The world of finance isn’t left behind in this regard either. Which FinTech technologies are transforming the credit management process? And what opportunities do they offer your organisation? Let’s look at a concrete application in which a number of such technologies come together: the data-driven credit management system, discuss how to set up such a system and finally, why amid all these new technologies, it is important not to lose sight of the human aspect either.

Content of this blog:

Infographic: Changes in the finance world

Infographic changes in the finance world

In addition to our comprehensive research involving over 300 finance professionals, we’ve meticulously compiled and condensed all the valuable data into our infographic: “Changes in the Finance World.” Delve into the ever-evolving landscape of finance, exploring shifts in credit management, payment methods, and the dynamic nature of late payments. Witness the culmination of our research, expertly presented in this infographic, offering you a clear path to financial excellence. Your journey begins here – open the infographic to uncover insights drawn from both technology and evolving human behavior in the finance world.

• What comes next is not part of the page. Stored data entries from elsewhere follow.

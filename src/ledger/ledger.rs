use super::transaction::{Transaction, TransactionKind};

/// The three running aggregate scalars.
#[derive(Debug, Clone, Copy, Default, PartialEq)]
pub struct Totals {
    pub income: f64,
    pub expenses: f64,
    pub balance: f64,
}

impl Totals {
    fn apply(&mut self, kind: TransactionKind, amount: f64) {
        match kind {
            TransactionKind::Income => {
                self.income += amount;
                self.balance += amount;
            }
            TransactionKind::Expense => {
                self.expenses += amount;
                self.balance -= amount;
            }
        }
    }
}

/// The ordered transaction sequence plus its derived totals.
///
/// The scalars are maintained incrementally: every mutation updates the
/// sequence and all three totals together, so they are never recomputed from
/// a full scan outside of tests.
#[derive(Debug, Clone, Default)]
pub struct Ledger {
    transactions: Vec<Transaction>,
    totals: Totals,
}

impl Ledger {
    /// Rebuilds a ledger from persisted parts. The stored totals are trusted
    /// as written; storage decides when they are unusable.
    pub fn from_parts(transactions: Vec<Transaction>, totals: Totals) -> Self {
        Self {
            transactions,
            totals,
        }
    }

    pub fn transactions(&self) -> &[Transaction] {
        &self.transactions
    }

    pub fn totals(&self) -> Totals {
        self.totals
    }

    pub fn len(&self) -> usize {
        self.transactions.len()
    }

    pub fn is_empty(&self) -> bool {
        self.transactions.is_empty()
    }

    /// Appends an already-validated transaction and rolls it into the totals.
    pub fn add(&mut self, transaction: Transaction) {
        self.totals.apply(transaction.kind, transaction.amount);
        self.transactions.push(transaction);
    }

    /// Removes the entry at `index` and reverses its contribution to the
    /// totals. Out-of-range indices are a no-op.
    pub fn remove_at(&mut self, index: usize) -> Option<Transaction> {
        if index >= self.transactions.len() {
            return None;
        }
        let removed = self.transactions.remove(index);
        self.totals.apply(removed.kind, -removed.amount);
        Some(removed)
    }

    /// Empties the sequence and zeroes all three totals.
    pub fn clear(&mut self) {
        self.transactions.clear();
        self.totals = Totals::default();
    }

    /// Full-scan totals, used as the oracle for the incremental ones.
    pub fn recomputed_totals(&self) -> Totals {
        let mut totals = Totals::default();
        for txn in &self.transactions {
            totals.apply(txn.kind, txn.amount);
        }
        totals
    }
}
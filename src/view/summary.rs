use crate::cli::output::{self, preferences};
use crate::ledger::Totals;

use super::animation::{self, NumberTransition, SUMMARY_TRANSITION};

/// Fixed-point currency, exactly two decimals, no thousands separators.
pub fn format_currency(symbol: &str, value: f64) -> String {
    format!("{symbol}{value:.2}")
}

pub fn summary_lines(symbol: &str, totals: Totals) -> Vec<String> {
    vec![
        format!("  Total Income:    {}", format_currency(symbol, totals.income)),
        format!("  Total Expenses:  {}", format_currency(symbol, totals.expenses)),
        format!("  Current Balance: {}", format_currency(symbol, totals.balance)),
    ]
}

/// Renders the three running totals, gliding each from the value it last
/// displayed when animations are on.
pub struct SummaryView {
    symbol: String,
    displayed: Totals,
}

impl SummaryView {
    pub fn new(symbol: impl Into<String>) -> Self {
        Self {
            symbol: symbol.into(),
            displayed: Totals::default(),
        }
    }

    pub fn set_symbol(&mut self, symbol: &str) {
        self.symbol = symbol.to_string();
    }

    pub fn render(&mut self, totals: Totals) {
        output::section("Summary");
        if preferences().animations {
            self.render_animated(totals);
        } else {
            for line in summary_lines(&self.symbol, totals) {
                output::info(line);
            }
        }
        self.displayed = totals;
    }

    fn render_animated(&self, totals: Totals) {
        let income = NumberTransition::new(self.displayed.income, totals.income);
        let expenses = NumberTransition::new(self.displayed.expenses, totals.expenses);
        let balance = NumberTransition::new(self.displayed.balance, totals.balance);
        let symbol = self.symbol.clone();

        let played = animation::play_block(SUMMARY_TRANSITION, 3, |elapsed| {
            summary_lines(
                &symbol,
                Totals {
                    income: income.sample(elapsed),
                    expenses: expenses.sample(elapsed),
                    balance: balance.sample(elapsed),
                },
            )
        });
        if played.is_err() {
            for line in summary_lines(&self.symbol, totals) {
                output::info(line);
            }
        }
    }
}
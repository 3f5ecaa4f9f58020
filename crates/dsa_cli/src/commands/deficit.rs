//! Deficit command implementation
//!
//! Reports the probability of an excessive deficit in each adjustment year.

use std::path::Path;

use dsa_core::types::ShockPanel;
use dsa_stochastic::{excessive_deficit_probability, DeficitRequest, DeficitResult};
use serde::Serialize;
use tracing::info;

use super::write_json;
use crate::config::RunConfig;
use crate::data::prepare_panel;
use crate::{CliError, Result};

/// Probability of one adjustment year.
#[derive(Debug, Serialize, PartialEq)]
pub struct YearProbability {
    pub year: i32,
    pub probability: f64,
}

/// Output of the deficit command.
#[derive(Debug, Serialize)]
pub struct DeficitReport {
    pub seed: u64,
    pub request: DeficitRequest,
    pub years: Vec<YearProbability>,
}

impl DeficitReport {
    fn new(request: DeficitRequest, result: &DeficitResult) -> Self {
        let years = result
            .years
            .iter()
            .zip(&result.probabilities)
            .map(|(&year, &probability)| YearProbability { year, probability })
            .collect();
        Self {
            seed: result.seed,
            request,
            years,
        }
    }
}

/// Runs the deficit simulation against an already prepared panel.
pub fn execute(config: &RunConfig, panel: &ShockPanel) -> Result<DeficitReport> {
    let deficit = config.deficit.ok_or_else(|| {
        CliError::InvalidArgument("the configuration has no [deficit] section".to_string())
    })?;
    let request = config.simulation_request()?;
    let result = excessive_deficit_probability(&request, &deficit, panel, &config.baseline)?;
    Ok(DeficitReport::new(deficit, &result))
}

/// Run the deficit command
pub fn run(config: &RunConfig, output: Option<&Path>) -> Result<()> {
    info!("Computing excessive deficit probabilities...");
    info!("  Country: {}", config.data.country);

    let panel = prepare_panel(&config.data, config.simulation.currency_regime)?;
    let report = execute(config, &panel)?;
    for entry in &report.years {
        info!("  {}: {:.3}", entry.year, entry.probability);
    }
    write_json(&report, output)
}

Digital transformations: the future of credit management

Big data & AI

Expectations of big data and artificial intelligence (also known as artificial intelligence or AI) have been high for years. Not surprisingly, as both lead to valuable insights into the credit management process. Suddenly, we are able not only to understand and analyse what happened in the past, but also to predict what will happen in the future. With that information, organisations can make forecasts, predict customer payment behaviour and deploy employees more efficiently. Moreover, AI is able to perform work processes independently and, combined with data, automate tasks.


A blockchain is an open and visible database in which transactions are made. The transaction must be approved by all computers in the network, making fraud almost impossible. This means that so-called trusted third parties such as governments, banks and notaries are no longer needed.

Blockchain technology offers numerous applications, especially within finance and logistics and in combination with the Internet of Things (IoT), in which everything is connected to the internet. For example, stocks in warehouses can be replenished, volume discounts calculated and invoices prepared.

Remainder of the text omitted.